Scan the records below and report how many lines contain the word "filename", giving the number by itself.

START Provided records

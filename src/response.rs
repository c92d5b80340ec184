//! Response helpers. The frontend consumes platform payloads as-is, without an extra envelope.

use axum::{http::StatusCode, Json};
use serde::Serialize;

pub fn ok<T: Serialize>(data: T) -> (StatusCode, Json<T>) {
    (StatusCode::OK, Json(data))
}

pub fn created<T: Serialize>(data: T) -> (StatusCode, Json<T>) {
    (StatusCode::CREATED, Json(data))
}

/// `{"ok": true}` acknowledgement for endpoints with nothing to return.
pub fn ack() -> Json<serde_json::Value> {
    Json(serde_json::json!({ "ok": true }))
}
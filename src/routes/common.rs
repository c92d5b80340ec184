//! Common routes: health, readiness, version.

use crate::session::SessionStatus;
use crate::state::AppState;
use axum::{extract::State, http::StatusCode, routing::get, Json, Router};
use serde::Serialize;

#[derive(Serialize)]
struct HealthBody {
    status: &'static str,
}

#[derive(Serialize)]
struct ReadyBody {
    status: &'static str,
    edf: &'static str,
}

async fn health() -> Json<HealthBody> {
    Json(HealthBody { status: "ok" })
}

/// Ready once the service account holds a platform token.
async fn ready(State(state): State<AppState>) -> (StatusCode, Json<ReadyBody>) {
    let session = state.client.session().status();
    if session == SessionStatus::Success {
        return (
            StatusCode::OK,
            Json(ReadyBody {
                status: "ok",
                edf: session.as_str(),
            }),
        );
    }
    (
        StatusCode::SERVICE_UNAVAILABLE,
        Json(ReadyBody {
            status: "degraded",
            edf: session.as_str(),
        }),
    )
}

async fn version() -> Json<serde_json::Value> {
    Json(serde_json::json!({
        "name": env!("CARGO_PKG_NAME"),
        "version": env!("CARGO_PKG_VERSION")
    }))
}

async fn api_status() -> &'static str {
    "OK"
}

async fn api_version() -> &'static str {
    "v1"
}

/// GET /health, /ready, /info, /api/status, /api/version.
pub fn common_routes(state: AppState) -> Router {
    Router::new()
        .route("/health", get(health))
        .route("/ready", get(ready))
        .route("/info", get(version))
        .route("/api/status", get(api_status))
        .route("/api/version", get(api_version))
        .with_state(state)
}
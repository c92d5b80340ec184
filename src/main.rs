//! EDF backend-for-frontend server.

use edf_bff::config::load_from_env;
use edf_bff::edf::HttpTransport;
use edf_bff::startup::{bootstrap, serve};
use std::sync::Arc;
use std::time::Duration;
use tracing_subscriber::EnvFilter;

const EDF_TIMEOUT: Duration = Duration::from_secs(30);

#[tokio::main]
async fn main() -> Result<(), Box<dyn std::error::Error>> {
    tracing_subscriber::fmt()
        .with_env_filter(EnvFilter::from_default_env().add_directive("edf_bff=info".parse()?))
        .init();

    let settings = load_from_env()?;
    tracing::info!(uri = %settings.edf_uri, env = ?settings.env, "starting");

    let transport = Arc::new(HttpTransport::new(EDF_TIMEOUT)?);
    let state = bootstrap(&settings, transport).await?;
    serve(&settings, state).await?;
    Ok(())
}
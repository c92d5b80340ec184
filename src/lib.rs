//! EDF backend-for-frontend: authenticated platform client, session, model-name cache,
//! lookup lists, and the REST surface consumed by the web frontend.

pub mod cache;
pub mod config;
pub mod edf;
pub mod error;
pub mod extractors;
pub mod handlers;
pub mod lists;
pub mod response;
pub mod routes;
pub mod session;
pub mod startup;
pub mod state;

pub use cache::{ModelNameCache, RefillOutcome};
pub use config::{load_from_env, Settings};
pub use edf::{EdfClient, EdfTransport, HttpTransport};
pub use error::{AppError, ConfigError};
pub use lists::{load_lists, LookupLists};
pub use routes::{api_routes, common_routes, router};
pub use session::{Session, SessionStatus};
pub use startup::{app, bootstrap, serve};
pub use state::AppState;
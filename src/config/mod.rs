pub mod types;
pub mod loader;
pub mod validator;

pub use types::*;
pub use loader::*;
pub use validator::*;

END Provided records

* [Exercise output]: 5